Dermatomyositis and rheumatoid arthritis are inflammatory diseases which affect the skeletal muscles and joints, respectively. A common systemic complication of these diseases is interstitial lung disease (ILD) which leads to poor prognosis and increased mortality. However, the mechanism for initiation and development of ILD in patients with dermatomyositis is currently unknown. In this study, we used 16S rRNA high-throughput sequencing to profile the bacterial community composition of bronchoalveolar lavage fluid (BALF) of patients with dermatomyositis associated with ILD (DM-ILD, shortened to DM below), rheumatoid arthritis associated with ILD (RA-ILD, shortened to RA below) and healthy controls (N) to understand the differences in their lung microbiota and to predict gene function.
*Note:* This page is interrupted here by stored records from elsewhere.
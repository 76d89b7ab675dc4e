// Copyright (c) 2025 Ronan LE MEILLAT, SCTG Development
// This file is part of the rust-pcf8591 project and is licensed under the
// SCTG Development Non-Commercial License v1.0 (see LICENSE.md for details).

//! PCF8591 sampling daemon
//!
//! A single long-lived task that, once per interval:
//! 1. loads the plugin settings,
//! 2. reads AIN0..AIN3 when sampling is enabled (a failed channel reads 0.0 V
//!    and adds a status message),
//! 3. appends the readings to the sample log when logging is enabled,
//! 4. waits for the configured interval or until [`SamplerHandle::trigger`].
//!
//! Any error escaping a cycle replaces the status with a single
//! "encountered error" message and delays the next attempt by a fixed backoff.
//! The loop never exits on its own.

use anyhow::Result;
use chrono::Local;
use log::{debug, error, info, warn};
use rand::Rng;
use std::sync::Arc;
use std::time::Duration;
use tokio::sync::Notify;
use tokio::task::JoinHandle;
use tokio::time;

use crate::config::SamplerConfig;
use crate::daemon::shared_state::{SamplerPhase, SamplerState, SharedSamplerState};
use crate::measurement::{Channel, Pcf8591, UNAVAILABLE_VOLTAGE};
use crate::store::{ConfigStore, LogStore, SampleRecord};

/// Background sampler, consumed by [`Sampler::spawn`]
pub struct Sampler {
    adc: Pcf8591,
    settings: Arc<ConfigStore>,
    log: Arc<LogStore>,
    timing: SamplerConfig,
    state: SharedSamplerState,
    wake: Arc<Notify>,
}

/// Handle to a running sampler
///
/// Dropping the handle does not stop the task; the sampler lives until the
/// runtime shuts down.
pub struct SamplerHandle {
    state: SharedSamplerState,
    wake: Arc<Notify>,
    task: JoinHandle<()>,
}

impl Sampler {
    pub fn new(
        adc: Pcf8591,
        settings: Arc<ConfigStore>,
        log: Arc<LogStore>,
        timing: SamplerConfig,
    ) -> Self {
        Self {
            adc,
            settings,
            log,
            timing,
            state: SamplerState::new_shared(),
            wake: Arc::new(Notify::new()),
        }
    }

    /// Start the sampling loop on the current tokio runtime
    pub fn spawn(self) -> SamplerHandle {
        let state = self.state.clone();
        let wake = self.wake.clone();
        let task = tokio::spawn(self.run());
        SamplerHandle { state, wake, task }
    }

    async fn run(mut self) {
        let startup_delay = self.startup_delay();
        debug!("Sampler starting in {} s", startup_delay.as_secs());
        time::sleep(startup_delay).await;
        if self.adc.is_present().await {
            info!(
                "PCF8591 sampler is active (device 0x{:02X})",
                self.adc.address()
            );
        } else {
            warn!(
                "PCF8591 sampler is active but no device answers at 0x{:02X}",
                self.adc.address()
            );
        }

        let mut prior_cycle_clean = true;
        loop {
            self.set_phase(SamplerPhase::Running).await;
            match self.cycle(prior_cycle_clean).await {
                Ok(interval) => {
                    prior_cycle_clean = true;
                    self.wait(interval).await;
                }
                Err(e) => {
                    prior_cycle_clean = false;
                    self.fail_cycle(&e).await;
                    time::sleep(self.timing.error_backoff()).await;
                }
            }
        }
    }

    fn startup_delay(&self) -> Duration {
        let secs = rand::rng().random_range(self.timing.startup_delay_range());
        Duration::from_secs(secs)
    }

    /// One sampling cycle; returns how long to wait before the next one
    async fn cycle(&mut self, clear_status: bool) -> Result<Duration> {
        if clear_status {
            self.state.write().await.status.clear();
        }

        let settings = self.settings.load();
        let interval = settings.sampling_interval();
        if !settings.enabled {
            debug!("Sampling disabled, skipping cycle");
            self.state.write().await.cycles_completed += 1;
            return Ok(interval);
        }

        let mut readings = [UNAVAILABLE_VOLTAGE; 4];
        for channel in Channel::ALL {
            readings[channel.index()] = match self.adc.read(channel).await {
                Ok(voltage) => voltage,
                Err(e) => {
                    self.report(&format!("{}: {}", channel, e)).await;
                    UNAVAILABLE_VOLTAGE
                }
            };
        }
        let sampled_at = Local::now();
        debug!("Sampled {:?} at {}", readings, sampled_at.format("%H:%M:%S"));

        {
            let mut state = self.state.write().await;
            state.last_readings = readings;
            state.last_sample_at = Some(sampled_at);
        }

        if settings.log_enabled {
            let record = SampleRecord::new(sampled_at.naive_local(), readings);
            self.log.append(&record, settings.max_log_records)?;
        }

        self.state.write().await.cycles_completed += 1;
        Ok(interval)
    }

    /// Add a status message for the host and the service log
    async fn report(&self, message: &str) {
        warn!("{}", message);
        self.state.write().await.status.add(message);
    }

    async fn fail_cycle(&self, e: &anyhow::Error) {
        let message = format!("PCF plugin encountered error: {:#}", e);
        error!("{}", message);
        let mut state = self.state.write().await;
        state.status.replace(&message);
        state.cycles_failed += 1;
        state.phase = SamplerPhase::ErrorBackoff;
    }

    /// Sleep for `interval` unless woken up by a trigger
    async fn wait(&self, interval: Duration) {
        self.set_phase(SamplerPhase::Waiting).await;
        tokio::select! {
            _ = time::sleep(interval) => {}
            _ = self.wake.notified() => {
                debug!("Sampler wait interrupted by update request");
            }
        }
    }

    async fn set_phase(&self, phase: SamplerPhase) {
        self.state.write().await.phase = phase;
    }
}

impl SamplerHandle {
    /// End the current wait so the next cycle starts now.
    ///
    /// A trigger received while a cycle is running ends the following wait
    /// immediately. It never interrupts a bus read or a log write.
    pub fn trigger(&self) {
        self.wake.notify_one();
    }

    /// Consistent copy of the sampler state
    pub async fn snapshot(&self) -> SamplerState {
        self.state.read().await.clone()
    }

    /// Current status text
    pub async fn status(&self) -> String {
        self.state.read().await.status.text().to_string()
    }

    /// Shared state, for readers living outside the handle's owner
    pub fn shared_state(&self) -> SharedSamplerState {
        self.state.clone()
    }

    /// Whether the sampler task has ended (only on runtime shutdown or panic)
    pub fn is_finished(&self) -> bool {
        self.task.is_finished()
    }
}
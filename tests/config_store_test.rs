use anyhow::Result;
use rust_pcf8591::store::{ConfigStore, PcfSettings};
use std::collections::HashMap;
use tempfile::tempdir;

fn form(pairs: &[(&str, &str)]) -> HashMap<String, String> {
    pairs
        .iter()
        .map(|(k, v)| (k.to_string(), v.to_string()))
        .collect()
}

#[test]
fn test_missing_or_corrupt_file_yields_defaults() -> Result<()> {
    let temp_dir = tempdir()?;
    let path = temp_dir.path().join("pcf_adj.json");
    let store = ConfigStore::new(&path)?;

    assert_eq!(store.load(), PcfSettings::default());

    std::fs::write(&path, "{ this is not json")?;
    assert_eq!(store.load(), PcfSettings::default());

    // Valid JSON but not a settings object
    std::fs::write(&path, r#"["use_pcf", "on"]"#)?;
    assert_eq!(store.load(), PcfSettings::default());

    Ok(())
}

#[test]
fn test_save_forces_absent_flags_off() -> Result<()> {
    let temp_dir = tempdir()?;
    let path = temp_dir.path().join("pcf_adj.json");
    let store = ConfigStore::new(&path)?;

    // Everything on first
    store.save(&form(&[
        ("use_pcf", "on"),
        ("use_log", "on"),
        ("ad0", "on"),
        ("ad1", "on"),
        ("ad2", "on"),
        ("ad3", "on"),
    ]))?;
    let all_on = store.load();
    assert!(all_on.enabled && all_on.log_enabled);
    assert!(all_on.channels.iter().all(|c| c.enabled));

    // Unchecked boxes are simply missing from the next submission
    store.save(&form(&[("use_pcf", "on"), ("time", "30"), ("ad2text", "LM35D")]))?;
    let settings = store.load();
    assert!(settings.enabled);
    assert!(!settings.log_enabled);
    assert!(settings.channels.iter().all(|c| !c.enabled));
    assert_eq!(settings.interval_s, 30);
    assert_eq!(settings.channels[2].label, "LM35D");

    let record: serde_json::Value = serde_json::from_str(&std::fs::read_to_string(&path)?)?;
    for flag in ["use_log", "ad0", "ad1", "ad2", "ad3"] {
        assert_eq!(record[flag], "off", "{} should be persisted as off", flag);
    }

    Ok(())
}

#[test]
fn test_unknown_keys_are_ignored() -> Result<()> {
    let temp_dir = tempdir()?;
    let path = temp_dir.path().join("pcf_adj.json");
    std::fs::write(
        &path,
        r#"{"use_pcf": "on", "records": 50, "legacy_option": "42"}"#,
    )?;
    let store = ConfigStore::new(&path)?;

    let settings = store.load();
    assert!(settings.enabled);
    assert_eq!(settings.max_log_records, 50);
    assert_eq!(settings.channels[0].label, "probe_1");

    // Unknown submitted fields are not persisted either
    store.save(&form(&[("use_pcf", "on"), ("submit", "Save")]))?;
    let record: serde_json::Value = serde_json::from_str(&std::fs::read_to_string(&path)?)?;
    assert!(record.get("submit").is_none());
    assert!(record.get("legacy_option").is_none());

    Ok(())
}

#[test]
fn test_one_bad_field_keeps_the_other_settings() -> Result<()> {
    let temp_dir = tempdir()?;
    let path = temp_dir.path().join("pcf_adj.json");
    let store = ConfigStore::new(&path)?;

    std::fs::write(
        &path,
        r#"{"use_pcf": "on", "use_log": "on", "time": "30", "ad2text": 5}"#,
    )?;
    let settings = store.load();
    assert!(settings.enabled);
    assert!(settings.log_enabled);
    assert_eq!(settings.interval_s, 30);
    assert_eq!(settings.channels[2].label, "5");

    std::fs::write(&path, r#"{"use_pcf": true, "time": "30"}"#)?;
    let settings = store.load();
    assert!(settings.enabled);
    assert_eq!(settings.interval_s, 30);

    // An unusable interval falls back alone
    std::fs::write(&path, r#"{"use_pcf": "on", "time": "", "records": "8"}"#)?;
    let settings = store.load();
    assert!(settings.enabled);
    assert_eq!(settings.interval_s, 0);
    assert_eq!(settings.max_log_records, 8);

    Ok(())
}

#[test]
fn test_save_replaces_file_without_leftovers() -> Result<()> {
    let temp_dir = tempdir()?;
    let path = temp_dir.path().join("nested").join("pcf_adj.json");
    let store = ConfigStore::new(&path)?;

    store.save(&form(&[("use_pcf", "on")]))?;
    store.save(&form(&[("time", "5")]))?;

    let entries: Vec<_> = std::fs::read_dir(path.parent().unwrap())?.collect();
    assert_eq!(entries.len(), 1);
    assert_eq!(store.load().interval_s, 5);
    assert!(!store.load().enabled);

    Ok(())
}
We found that there were more operational taxonomic units (OTUs) in the lung microbiota of both RA and DM, compared to N, but there was no significant difference in the number of OTUs between RA and DM. Similarly, the diversity in alphaproteobacteria differed between RA and DM compared to N, but not between RA and DM. The lung microbiota of RA, DM, and N was mainly comprised of five phyla: Firmicutes, Bacteroidetes, Proteobacteria, Actinobacteria, and Fusobacteria and 10 dominant genera. Despite the similarity in microbiota composition, we also identified 41 OTUs of lung microbiota that differed among RA, DM, and N. Additionally, linear discriminant analysis effect size (LEfSe) and linear discriminant analysis genus scores confirmed that 31 microbial biomarkers were clearly distinguished among RA, DM, and N. The functional and metabolic alterations of the lung microbiota among RA, DM, and N were predicted using PICRUSt, and differentially abundant Kyoto Encyclopedia of Genes and Genomes (KEGG) pathways were identified. Research on the lung microbiota of patients with DM and RA may open new opportunities to develop biomarkers to identify high-risk patients.